Zephyr flung his arms up toward the sky, as if gesturing at all the stars and galaxies up there, all the other worlds that weren’t this one. “I think we do. Otherwise, I can’t wrap my head around it all. My brain feels like it’ll explode.”

And then somehow when he lowered his arms they ended up around my waist, and my hands crept up to his chest, and we were staring at each other in the faint light from the kitchen window. We’d been this close before, on stage, but this felt completely different.

“I’m glad you came tonight,” I said, trying to dilute the tension. He didn’t respond, just looked at me.

I tried again. “Zephyr—” But I couldn’t think of anything to say next.

There was no inevitable and only next line.

So I kissed him.

It was nothing like the stage kiss. His mouth was warm, warmer than I could’ve imagined, and it felt alive—not like a thumb, not at all. His lips moved, and then I realized I could let my lips move too, and his mouth was so soft—

I pulled away.

He cupped my face with one hand and pulled me back, and we kissed again.

And then I pulled away again, and ran into the house.

He had a girlfriend.

Zephyr had a girlfriend, and I knew that, I’d met her, and I’d kissed him anyway. And he’d let me. But I’d started it.

I grabbed a blue can off the kitchen counter, popped the tab, and took a swig. Ugh. The warm, bitter beer tore a fizzy path down my esophagus. I chugged more of it. Forced myself to finish the can.

Zephyr didn’t follow me in off the porch.

My head spinning, my heart thumping so hard I thought it might crack a rib, I pounded up the stairs to my room. So it turned out I was the daughter who was most like Dad after all. Deep down, where it mattered. You’re the one who’s indifferent to betrayal. Just like Dad.

Dizzy and nauseated, I flung open the door of my room.

Elizabeth leaped off her bed with a little scream.
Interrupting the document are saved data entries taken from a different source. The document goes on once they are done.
//! Interactive browsing of a loaded document.
//!
//! Commands are read one per line; the view of the current sentence is
//! printed after every move. Command mistakes and navigation failures are
//! reported and browsing continues.

use std::{
    io::{BufRead, Write},
    str::FromStr,
};

use log::debug;

use coptree::{CoptreeError, DocumentViewer, Navigation, ViewMode};

const HELP: &str = "\
commands:
  n, next        show the next sentence
  p, prev        show the previous sentence
  j, jump N      show sentence N (starting at 1)
  v, view MODE   switch view (text, graph, table, svg, conllu)
  lint           check the current sentence
  info           show document statistics
  h, help        show this help
  q, quit        stop browsing";

/// One line of user input.
#[derive(Debug, Clone, Copy, PartialEq, Eq)]
pub enum Command {
    Next,
    Previous,
    /// One-based sentence number.
    Jump(usize),
    View(ViewMode),
    Lint,
    Info,
    Help,
    Quit,
}

impl FromStr for Command {
    type Err = String;

    fn from_str(s: &str) -> Result<Self, Self::Err> {
        let mut words = s.split_whitespace();
        let Some(name) = words.next() else {
            return Err("empty command".to_string());
        };
        let argument = words.next();
        if words.next().is_some() {
            return Err(format!("too many arguments for `{name}`"));
        }

        let command = match (name, argument) {
            ("n" | "next", None) => Command::Next,
            ("p" | "prev" | "previous", None) => Command::Previous,
            ("j" | "jump", Some(number)) => match number.parse::<usize>() {
                Ok(number) if number > 0 => Command::Jump(number),
                _ => return Err(format!("`{number}` is not a sentence number")),
            },
            ("v" | "view", Some(mode)) => Command::View(
                mode.parse()
                    .map_err(|err: &'static str| format!("{err}: {mode}"))?,
            ),
            ("lint", None) => Command::Lint,
            ("info", None) => Command::Info,
            ("h" | "help", None) => Command::Help,
            ("q" | "quit" | "exit", None) => Command::Quit,
            ("j" | "jump" | "v" | "view", None) => {
                return Err(format!("`{name}` needs an argument"));
            }
            _ => return Err(format!("unknown command `{s}`, type `help`")),
        };
        Ok(command)
    }
}

/// Runs the browsing loop until `quit` or the end of `input`.
///
/// # Errors
///
/// Returns [`CoptreeError::Io`] if reading commands or writing output
/// fails, and [`CoptreeError::Export`] if a view cannot be rendered.
pub fn browse<R: BufRead, W: Write>(
    viewer: &mut DocumentViewer,
    mut mode: ViewMode,
    input: R,
    mut output: W,
) -> Result<(), CoptreeError> {
    show(viewer, mode, &mut output)?;
    prompt(viewer, &mut output)?;

    for line in input.lines() {
        let line = line?;
        if line.trim().is_empty() {
            prompt(viewer, &mut output)?;
            continue;
        }

        let command = match line.parse::<Command>() {
            Ok(command) => command,
            Err(message) => {
                writeln!(output, "{message}")?;
                prompt(viewer, &mut output)?;
                continue;
            }
        };
        debug!(command:? = command; "Browsing command");

        match command {
            Command::Quit => return Ok(()),
            Command::Help => writeln!(output, "{HELP}")?,
            Command::Info => info(viewer, &mut output)?,
            Command::Lint => lint(viewer, &mut output)?,
            Command::View(new_mode) => {
                mode = new_mode;
                show(viewer, mode, &mut output)?;
            }
            Command::Next => step(viewer, Navigation::Next, mode, &mut output)?,
            Command::Previous => step(viewer, Navigation::Previous, mode, &mut output)?,
            Command::Jump(number) => {
                step(viewer, Navigation::Jump(number - 1), mode, &mut output)?;
            }
        }
        prompt(viewer, &mut output)?;
    }
    Ok(())
}

fn step(
    viewer: &mut DocumentViewer,
    navigation: Navigation,
    mode: ViewMode,
    output: &mut impl Write,
) -> Result<(), CoptreeError> {
    match viewer.navigate(navigation).map(|_| ()) {
        Ok(()) => show(viewer, mode, output),
        Err(err) => {
            writeln!(output, "{err}")?;
            Ok(())
        }
    }
}

fn prompt(viewer: &DocumentViewer, output: &mut impl Write) -> Result<(), CoptreeError> {
    write!(output, "{}> ", viewer.navigator().position_label())?;
    output.flush()?;
    Ok(())
}

fn show(
    viewer: &DocumentViewer,
    mode: ViewMode,
    output: &mut impl Write,
) -> Result<(), CoptreeError> {
    let view = viewer.current_view(mode)?.render()?;
    writeln!(output, "\n{}", viewer.navigator().position_label())?;
    writeln!(output, "{}", view.trim_end())?;
    Ok(())
}

fn info(viewer: &DocumentViewer, output: &mut impl Write) -> Result<(), CoptreeError> {
    let navigator = viewer.navigator();
    let stats = navigator.stats();
    writeln!(output, "{}", navigator.position_label())?;
    if let Some(id) = navigator.current().and_then(|entry| entry.id()) {
        writeln!(output, "sent_id: {id}")?;
    }
    writeln!(
        output,
        "Sentences: {} | Tokens: {} | Unparseable: {} | Empty: {}",
        stats.sentences, stats.tokens, stats.unparseable, stats.empty
    )?;
    Ok(())
}

fn lint(viewer: &DocumentViewer, output: &mut impl Write) -> Result<(), CoptreeError> {
    let report = viewer.lint(viewer.navigator().current_index())?;
    if report.diagnostics.is_empty() && report.patterns.is_empty() {
        writeln!(output, "no findings")?;
    }
    for diagnostic in &report.diagnostics {
        match diagnostic.code() {
            Some(code) => writeln!(output, "[{code}] {}", diagnostic.message())?,
            None => writeln!(output, "{}", diagnostic.message())?,
        }
        if let Some(help) = diagnostic.help() {
            writeln!(output, "  help: {help}")?;
        }
    }
    for pattern in &report.patterns {
        writeln!(output, "note: {}", pattern.describe())?;
    }
    Ok(())
}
Leaped away from the person lying on the bed next to her, shirt half-unbuttoned. Who’d been holding her when I’d walked in, their limbs intertwined. Who was now sitting up and fumbling with buttons, wiping a hand across her mouth.

Yes, her mouth.

The person who had been making out with Elizabeth on her bed was not Farhan. It was Heron Lang.





CHAPTER SEVENTEEN


Micayla was right—after the alcohol disappeared, the party shriveled. She and Raven stayed to help me clean things up. I wasn’t sure what had happened to Heron. After I opened the door on her and Elizabeth, I ran back down the stairs and popped the top off a second beer. Micayla raised an eyebrow, but didn’t say anything. I curled up on the floor behind the kitchen counter and hid, my face burning, and drank about half of it, until I couldn’t tell whether my face was still burning or not. I didn’t see Zephyr again—he must’ve left.